Starting at the first line, copy the data below through to the end, exactly.
^^^^
//! Error types for phc-api.

use serde::{Deserialize, Serialize};
use thiserror::Error;

/// Errors that can occur when calling the PHC insight API.
#[derive(Debug, Error)]
pub enum ApiError {
    /// Transport failure (connect, timeout, body read).
    #[error("HTTP error: {0}")]
    Http(#[from] reqwest::Error),

    /// Non-2xx response.
    #[error("HTTP {status}: {message}")]
    Status { status: u16, message: String },

    /// Response body was not JSON.
    #[error("JSON error: {0}")]
    Json(#[from] serde_json::Error),

    /// Invalid configuration.
    #[error("Invalid configuration: {0}")]
    Config(String),
}

/// The error shape handed to the rendering layer.
#[derive(Debug, Clone, PartialEq, Eq, Serialize, Deserialize)]
pub struct ErrorShape {
    pub message: String,
    #[serde(default, skip_serializing_if = "Option::is_none")]
    pub status: Option<u16>,
    #[serde(default, skip_serializing_if = "Option::is_none")]
    pub code: Option<String>,
}

impl ApiError {
    /// Flatten this error into `{message, status?, code?}`.
    pub fn shape(&self) -> ErrorShape {
        match self {
            ApiError::Http(e) => {
                let code = if e.is_timeout() {
                    "ETIMEDOUT"
                } else if e.is_connect() {
                    "ERR_NETWORK"
                } else if e.is_decode() {
                    "ERR_BAD_RESPONSE"
                } else {
                    "ERR_REQUEST"
                };
                ErrorShape {
                    message: e.to_string(),
                    status: e.status().map(|s| s.as_u16()),
                    code: Some(code.to_string()),
                }
            }
            ApiError::Status { status, message } => ErrorShape {
                message: message.clone(),
                status: Some(*status),
                code: Some(
                    if *status >= 500 {
                        "ERR_BAD_RESPONSE"
                    } else {
                        "ERR_BAD_REQUEST"
                    }
                    .to_string(),
                ),
            },
            ApiError::Json(e) => ErrorShape {
                message: format!("Malformed JSON response: {}", e),
                status: None,
                code: Some("ERR_BAD_RESPONSE".to_string()),
            },
            ApiError::Config(message) => ErrorShape {
                message: message.clone(),
                status: None,
                code: Some("ERR_CONFIG".to_string()),
            },
        }
    }
}

impl From<&ApiError> for ErrorShape {
    fn from(error: &ApiError) -> Self {
        error.shape()
    }
}

/// Pull a human-readable message out of an error response body.
///
/// Prefers `detail`, then `message`, then the raw body.
pub(crate) fn status_message(status: u16, body: &str) -> String {
    let parsed: Option<serde_json::Value> = serde_json::from_str(body).ok();
    parsed
        .as_ref()
        .and_then(|v| v.get("detail").or_else(|| v.get("message")))
        .and_then(|v| v.as_str())
        .map(str::to_string)
        .or_else(|| Some(body.trim().to_string()).filter(|b| !b.is_empty()))
        .unwrap_or_else(|| format!("Request failed with status code {}", status))
}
^^^^
# Task solution:
//! Error types for phc-api.

use serde::{Deserialize, Serialize};
use thiserror::Error;

/// Errors that can occur when calling the PHC insight API.
#[derive(Debug, Error)]
pub enum ApiError {
    /// Transport failure (connect, timeout, body read).
    #[error("HTTP error: {0}")]
    Http(#[from] reqwest::Error),

    /// Non-2xx response.
    #[error("HTTP {status}: {message}")]
    Status { status: u16, message: String },

    /// Response body was not JSON.
    #[error("JSON error: {0}")]
    Json(#[from] serde_json::Error),

    /// Invalid configuration.
    #[error("Invalid configuration: {0}")]
    Config(String),
}

/// The error shape handed to the rendering layer.
#[derive(Debug, Clone, PartialEq, Eq, Serialize, Deserialize)]
pub struct ErrorShape {
    pub message: String,
    #[serde(default, skip_serializing_if = "Option::is_none")]
    pub status: Option<u16>,
    #[serde(default, skip_serializing_if = "Option::is_none")]
    pub code: Option<String>,
}

impl ApiError {
    /// Flatten this error into `{message, status?, code?}`.
    pub fn shape(&self) -> ErrorShape {
        match self {
            ApiError::Http(e) => {
                let code = if e.is_timeout() {
                    "ETIMEDOUT"
                } else if e.is_connect() {
                    "ERR_NETWORK"
                } else if e.is_decode() {
                    "ERR_BAD_RESPONSE"
                } else {
                    "ERR_REQUEST"
                };
                ErrorShape {
                    message: e.to_string(),
                    status: e.status().map(|s| s.as_u16()),
                    code: Some(code.to_string()),
                }
            }
            ApiError::Status { status, message } => ErrorShape {
                message: message.clone(),
                status: Some(*status),
                code: Some(
                    if *status >= 500 {
                        "ERR_BAD_RESPONSE"
                    } else {
                        "ERR_BAD_REQUEST"
                    }
                    .to_string(),
                ),
            },
            ApiError::Json(e) => ErrorShape {
                message: format!("Malformed JSON response: {}", e),
                status: None,
                code: Some("ERR_BAD_RESPONSE".to_string()),
            },
            ApiError::Config(message) => ErrorShape {
                message: message.clone(),
                status: None,
                code: Some("ERR_CONFIG".to_string()),
            },
        }
    }
}

impl From<&ApiError> for ErrorShape {
    fn from(error: &ApiError) -> Self {
        error.shape()
    }
}

/// Pull a human-readable message out of an error response body.
///
/// Prefers `detail`, then `message`, then the raw body.
pub(crate) fn status_message(status: u16, body: &str) -> String {
    let parsed: Option<serde_json::Value> = serde_json::from_str(body).ok();
    parsed
        .as_ref()
        .and_then(|v| v.get("detail").or_else(|| v.get("message")))
        .and_then(|v| v.as_str())
        .map(str::to_string)
        .or_else(|| Some(body.trim().to_string()).filter(|b| !b.is_empty()))
        .unwrap_or_else(|| format!("Request failed with status code {}", status))
}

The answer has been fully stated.